OPNsense Forum

Archive => 17.7 Legacy Series => Topic started by: mario on November 01, 2017, 06:14:58 pm

Title: 2 Problems: 1. Intrusion detection not working. 2. HUGE memory demand/disk IO
Post by: mario on November 01, 2017, 06:14:58 pm

Hi,

I hope someone smart out there can help me out:

1.  I want to use GeoIP in the Intrusion Detection function, but IPS mode will not stay "checked" after I leave the page.  Also when I Create a New Rule to block a country, after pressing "Save Changes", nothing shows up as having been saved.  Interestingly, I can select a country by typing in its name, but if I scroll, only about 6 countries starting with "A" show up in the list.  It makes no difference though, my selection doesn't get saved.

Hardware offloading is disabled, as per the user manual.
I have gone so far as to reinstall OpnSense from scratch, reinstalled GeoIP, reinstalled GeoIPs data files, and no difference.

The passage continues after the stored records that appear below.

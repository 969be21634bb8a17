use std::path::Path;

use eframe::egui::Color32;
use serde::Deserialize;

use crate::color;
use crate::data::model::Facility;

// ---------------------------------------------------------------------------
// Reference location – always rendered, regardless of filters
// ---------------------------------------------------------------------------

pub const REFERENCE_NAME: &str = "COLEGIO TENIENTE DAGOBERTO GODOY";
pub const REFERENCE_LAT: f64 = -33.5597464;
pub const REFERENCE_LON: f64 = -70.65811107;

// ---------------------------------------------------------------------------
// Radius configuration
// ---------------------------------------------------------------------------

/// Tunable marker-radius parameters. Loaded from a JSON file when present
/// so the scaling can be adjusted without recompiling; the defaults are the
/// reference values.
#[derive(Debug, Clone, PartialEq, Deserialize)]
#[serde(default)]
pub struct MarkerConfig {
    pub min_radius: f64,
    pub max_radius: f64,
    pub base_size: f64,
    pub exponent: f64,
    pub divisor: f64,
}

impl Default for MarkerConfig {
    fn default() -> Self {
        MarkerConfig {
            min_radius: 5.0,
            max_radius: 18.0,
            base_size: 3.0,
            exponent: 0.4,
            divisor: 2.5,
        }
    }
}

impl MarkerConfig {
    /// Read the config from a JSON file; fall back to the defaults when the
    /// file is absent or malformed (malformed is logged, not fatal).
    pub fn load_or_default(path: &Path) -> Self {
        match std::fs::read_to_string(path) {
            Ok(text) => match serde_json::from_str(&text) {
                Ok(cfg) => {
                    log::info!("marker config loaded from '{}'", path.display());
                    cfg
                }
                Err(e) => {
                    log::warn!("invalid marker config '{}': {e}; using defaults", path.display());
                    MarkerConfig::default()
                }
            },
            Err(_) => MarkerConfig::default(),
        }
    }

    /// Marker radius for an enrollment count. Deterministic and monotonic
    /// non-decreasing; always within `[min_radius, max_radius]`.
    pub fn radius(&self, enrollment: i64) -> f64 {
        if enrollment <= 0 {
            return self.min_radius;
        }
        let raw = self.base_size + (enrollment as f64).powf(self.exponent) / self.divisor;
        raw.clamp(self.min_radius, self.max_radius)
    }
}

// ---------------------------------------------------------------------------
// Escaping – spreadsheet text is untrusted
// ---------------------------------------------------------------------------

/// Escape text for inclusion in HTML markup.
pub fn html_escape(s: &str) -> String {
    let mut out = String::with_capacity(s.len());
    for c in s.chars() {
        match c {
            '&' => out.push_str("&amp;"),
            '<' => out.push_str("&lt;"),
            '>' => out.push_str("&gt;"),
            '"' => out.push_str("&quot;"),
            '\'' => out.push_str("&#x27;"),
            other => out.push(other),
        }
    }
    out
}

/// Escape already-HTML-safe text for embedding inside a JS template or
/// quoted string (the rendering engine's scripting context).
pub fn js_escape(s: &str) -> String {
    s.replace('\\', "\\\\")
        .replace('`', "\\`")
        .replace("${", "\\${")
        .replace('\'', "\\'")
}

// ---------------------------------------------------------------------------
// Marker – the renderable representation of one record
// ---------------------------------------------------------------------------

/// Visual representation of one facility: position, scaled radius, fill and
/// stroke colors, and pre-escaped popup/tooltip text.
#[derive(Debug, Clone)]
pub struct Marker {
    pub lat: f64,
    pub lon: f64,
    pub radius: f64,
    pub fill: Color32,
    pub stroke: Color32,
    pub tooltip: String,
    pub popup_html: String,
}

/// Build the marker for a single facility. Returns None (and logs) when the
/// record cannot be represented; the caller skips it and keeps rendering.
pub fn build_marker(fac: &Facility, config: &MarkerConfig) -> Option<Marker> {
    if !fac.lat.is_finite() || !fac.lon.is_finite() {
        log::warn!("skipping marker for RBD {}: non-finite coordinates", fac.id);
        return None;
    }

    let fill = color::fill_for(fac.program);
    Some(Marker {
        lat: fac.lat,
        lon: fac.lon,
        radius: config.radius(fac.enrollment),
        fill,
        stroke: color::stroke_for(fill),
        tooltip: tooltip_text(fac),
        popup_html: popup_html(fac),
    })
}

/// Build markers for a filtered view, keeping each marker paired with its
/// facility index. One bad row never aborts the batch; it is skipped.
pub fn build_markers(
    facilities: &[Facility],
    indices: &[usize],
    config: &MarkerConfig,
) -> Vec<(usize, Marker)> {
    indices
        .iter()
        .filter_map(|&i| {
            let fac = facilities.get(i)?;
            build_marker(fac, config).map(|m| (i, m))
        })
        .collect()
}

/// Tooltip line: HTML-escaped then JS-escaped facility name, plus the id.
pub fn tooltip_text(fac: &Facility) -> String {
    let name = js_escape(&html_escape(&fac.name));
    format!("{name} (RBD: {})", fac.id)
}

/// Popup card for one facility. Every user-originated string goes through
/// [`html_escape`]; numeric fields are formatted from their typed values.
pub fn popup_html(fac: &Facility) -> String {
    let name = html_escape(&fac.name);
    let dep1 = html_escape(&fac.dep_code_1);
    let dep2 = html_escape(&fac.dep_code_2);
    let pie = if fac.has_pie { "Sí" } else { "No" };
    let pace = if fac.has_pace { "Sí" } else { "No" };
    let active = fac.active_levels();
    let levels = if active.is_empty() {
        "Ninguna (01-06)".to_string()
    } else {
        html_escape(&active.join(", "))
    };
    let header_color = color::hex_for(fac.program);

    format!(
        concat!(
            r#"<div style="width: 350px; font-size: 14px;">"#,
            r#"<div style="background: {clr}; color: white; padding: 10px 15px; text-align: center;">"#,
            r#"<strong style="font-size: 16px; display: block;">{name}</strong>"#,
            r#"<span style="font-size: 13px;">RBD: {id}</span></div>"#,
            r#"<div style="padding: 10px 15px; background: #f9f9f9; line-height: 1.5;">"#,
            r#"<p><strong>Dependencia (1/2):</strong> {dep1} / {dep2}</p>"#,
            r#"<p><strong>PIE:</strong> {pie}</p>"#,
            r#"<p><strong>PACE:</strong> {pace}</p>"#,
            r#"<p><strong>Matrícula Total:</strong> {mat}</p>"#,
            r#"<p><strong>Enseñanzas Activas (01-06):</strong><br>{levels}</p>"#,
            r#"</div></div>"#
        ),
        clr = header_color,
        name = name,
        id = fac.id,
        dep1 = dep1,
        dep2 = dep2,
        pie = pie,
        pace = pace,
        mat = fac.enrollment,
        levels = levels,
    )
}

#[cfg(test)]
mod tests {
    use super::*;
    use crate::data::model::Program;

    fn facility(name: &str, enrollment: i64, pie: bool, pace: bool) -> Facility {
        Facility {
            id: 42,
            name: name.to_string(),
            dep_code_1: "1".to_string(),
            dep_code_2: "2".to_string(),
            has_pie: pie,
            has_pace: pace,
            levels: Default::default(),
            enrollment,
            lat: -33.4,
            lon: -70.6,
            program: Program::from_flags(pie, pace),
        }
    }

    #[test]
    fn radius_stays_within_bounds_and_is_monotonic() {
        let cfg = MarkerConfig::default();
        let mut prev = 0.0f64;
        for e in [0, 1, 5, 10, 50, 100, 500, 1_000, 10_000, 1_000_000] {
            let r = cfg.radius(e);
            assert!(r >= cfg.min_radius && r <= cfg.max_radius, "radius {r} out of bounds");
            assert!(r >= prev, "radius not monotonic at enrollment {e}");
            prev = r;
        }
    }

    #[test]
    fn zero_enrollment_gets_the_minimum_radius() {
        let cfg = MarkerConfig::default();
        assert_eq!(cfg.radius(0), cfg.min_radius);
        assert_eq!(cfg.radius(-5), cfg.min_radius);
    }

    #[test]
    fn reference_radius_for_enrollment_100() {
        let cfg = MarkerConfig::default();
        let expected = (3.0 + 100f64.powf(0.4) / 2.5).clamp(5.0, 18.0);
        assert!((cfg.radius(100) - expected).abs() < 1e-12);
    }

    #[test]
    fn config_is_externally_tunable_via_json() {
        let cfg: MarkerConfig =
            serde_json::from_str(r#"{"min_radius": 2.0, "max_radius": 30.0}"#).unwrap();
        assert_eq!(cfg.min_radius, 2.0);
        assert_eq!(cfg.max_radius, 30.0);
        // Unspecified fields keep the defaults.
        assert_eq!(cfg.exponent, 0.4);
        assert!(cfg.radius(0) == 2.0);
    }

    #[test]
    fn popup_escapes_adversarial_names() {
        let fac = facility("<script>alert(\"x\")</script>", 100, true, false);
        let html = popup_html(&fac);
        assert!(!html.contains("<script>"));
        assert!(html.contains("&lt;script&gt;"));
        assert!(html.contains("&quot;x&quot;"));
    }

    #[test]
    fn tooltip_is_safe_for_a_scripting_context() {
        let fac = facility("Escuela `O'Higgins` ${x} \\", 100, false, false);
        let tip = tooltip_text(&fac);
        assert!(!tip.contains('`') || tip.contains("\\`"));
        assert!(tip.contains("\\${"));
        assert!(tip.contains("\\\\"));
        // The single quote was HTML-escaped first, so no raw quote remains.
        assert!(!tip.contains('\''));
    }

    #[test]
    fn scenario_pie_marker_is_red_with_computed_radius() {
        let cfg = MarkerConfig::default();
        let fac = facility("Escuela", 100, true, false);
        let marker = build_marker(&fac, &cfg).unwrap();
        assert_eq!(crate::color::hex_for(fac.program), "#E41A1C");
        let expected = (3.0 + 100f64.powf(0.4) / 2.5).clamp(5.0, 18.0);
        assert!((marker.radius - expected).abs() < 1e-12);
    }

    #[test]
    fn bad_rows_are_skipped_without_aborting_the_batch() {
        let cfg = MarkerConfig::default();
        let good = facility("A", 10, false, false);
        let mut bad = facility("B", 10, false, false);
        bad.lat = f64::NAN;
        let facilities = vec![good, bad];
        let markers = build_markers(&facilities, &[0, 1], &cfg);
        assert_eq!(markers.len(), 1);
        assert_eq!(markers[0].0, 0, "surviving marker keeps its facility index");
    }
}
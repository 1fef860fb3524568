use crate::model::UserType;

/// Content currently shown by an open popup.
#[derive(Debug, Clone, Copy, PartialEq, Eq, Hash)]
pub enum PopupMode {
    /// Waitlist registration form.
    RegistrationForm,
    /// Closing message after a registration, a survey, or a dismissal.
    ThankYou,
    /// Product feature list.
    Features,
    /// Satisfaction survey.
    Feedback,
    /// Menu linking to the survey and the feature list.
    ViewMore,
}

/// Which form a submission carries.
#[derive(Debug, Clone, Copy, PartialEq, Eq, Hash)]
pub enum SubmissionKind {
    Registration,
    Feedback,
}

/// Identifies one submission so its outcome can be matched to it.
#[derive(Debug, Clone, Copy, PartialEq, Eq, Hash, PartialOrd, Ord)]
pub struct SubmissionId(pub(crate) u64);

/// A submission waiting for its outcome.
#[derive(Debug, Clone, Copy, PartialEq, Eq)]
pub struct Submission {
    pub id: SubmissionId,
    pub kind: SubmissionKind,
}

/// Progress of the most recent submission.
#[derive(Debug, Clone, PartialEq, Eq, Default)]
pub enum SubmissionState {
    #[default]
    Idle,
    InFlight(Submission),
    /// The last attempt failed; the message is shown to the user.
    Failed(String),
}

/// Everything that exists only while the popup is on screen.
#[derive(Debug, Clone, PartialEq, Eq)]
pub struct OpenPopup {
    pub(crate) mode: PopupMode,
    pub(crate) user_type: Option<UserType>,
    pub(crate) not_interested: bool,
    pub(crate) feedback_submitted: bool,
    pub(crate) submission: SubmissionState,
}

impl OpenPopup {
    pub(crate) fn new(mode: PopupMode) -> Self {
        Self {
            mode,
            user_type: None,
            not_interested: false,
            feedback_submitted: false,
            submission: SubmissionState::Idle,
        }
    }

    pub fn mode(&self) -> PopupMode {
        self.mode
    }

    /// The category chosen when registration was opened.
    pub fn user_type(&self) -> Option<UserType> {
        self.user_type
    }

    pub fn not_interested(&self) -> bool {
        self.not_interested
    }

    pub fn feedback_submitted(&self) -> bool {
        self.feedback_submitted
    }

    pub fn submission(&self) -> &SubmissionState {
        &self.submission
    }

    /// Returns `true` while a request is awaiting its outcome.
    pub fn is_submitting(&self) -> bool {
        matches!(self.submission, SubmissionState::InFlight(_))
    }

    /// The message to display, or `""` when there is none.
    pub fn error_message(&self) -> &str {
        match &self.submission {
            SubmissionState::Failed(message) => message,
            _ => "",
        }
    }

    /// Drops a displayed error without disturbing an in-flight request.
    pub(crate) fn clear_error(&mut self) {
        if matches!(self.submission, SubmissionState::Failed(_)) {
            self.submission = SubmissionState::Idle;
        }
    }
}

/// Top-level popup state. A closed popup carries no flags at all.
#[derive(Debug, Clone, PartialEq, Eq, Default)]
pub enum PopupState {
    #[default]
    Closed,
    Open(OpenPopup),
}

impl PopupState {
    pub fn open(&self) -> Option<&OpenPopup> {
        match self {
            Self::Open(open) => Some(open),
            Self::Closed => None,
        }
    }

    pub(crate) fn open_mut(&mut self) -> Option<&mut OpenPopup> {
        match self {
            Self::Open(open) => Some(open),
            Self::Closed => None,
        }
    }

    /// Switches to `mode`, opening with fresh flags if currently closed.
    ///
    /// An already-open popup keeps its flags and any in-flight request.
    pub(crate) fn enter(&mut self, mode: PopupMode) {
        match self {
            Self::Open(open) => open.mode = mode,
            Self::Closed => *self = Self::Open(OpenPopup::new(mode)),
        }
    }

    pub fn is_open(&self) -> bool {
        matches!(self, Self::Open(_))
    }
}
//! TUI screen implementations.

pub mod landing;
pub mod popup;

pub use landing::draw_landing;
pub use popup::{PopupView, Slot, draw_popup, slots};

2. I don't know what the expected resource demand is from a firewall list, but Opnsense is using > 7 Gbytes of memory, and my SSD seems to be in continuous use.  CPU demand is only 1%.  In my firewall I have blocked about 1000 adware IPs and website names, and as a test blocked South America using GeoIP via Alias.  I wouldn't have expected such a demand on the system.  Response time from the GUI takes perhaps 30 seconds after a mouse click.

Boot up takes between 15-20 minutes at the Firewall initialization stage.  I wondered whether the demand of resolving the website DNS information to IPs is the cause, so I changed the Firewall Advanced settings to DNS update frequency of 10 hrs, and increased maximum firewall entries to 2 million, but these changes made no difference.

I reinstalled OpnSense from scratch, with all current updates - no better.

What is taking up so much memory, SSD demand, and creating such a slow boot?  Are these resource demands typical?  What can I do to improve things?

Thanks!

Title: Re: 2 Problems: 1. Intrusion detection not working. 2. HUGE memory demand/disk IO
Post by: mario on November 02, 2017, 05:26:32 pm

SOLVED - partially.

1. In case anyone else has similar problems..  I discovered that the problem with setting IPS mode, and having "Save" buttons work was with the browser.  Must be some JavaScript setting.  When I logged into the GUI with a different browser, the check boxes stayed checked, and "Save" worked.  Other checkboxes in Opnsense also would not keep checked till I changed the browser.

2. I also discovered that it is entering website names rather than IPs into the imported alias was what is eating memory - megabytes per second, with my SSD showing continual usage.  ?Bug.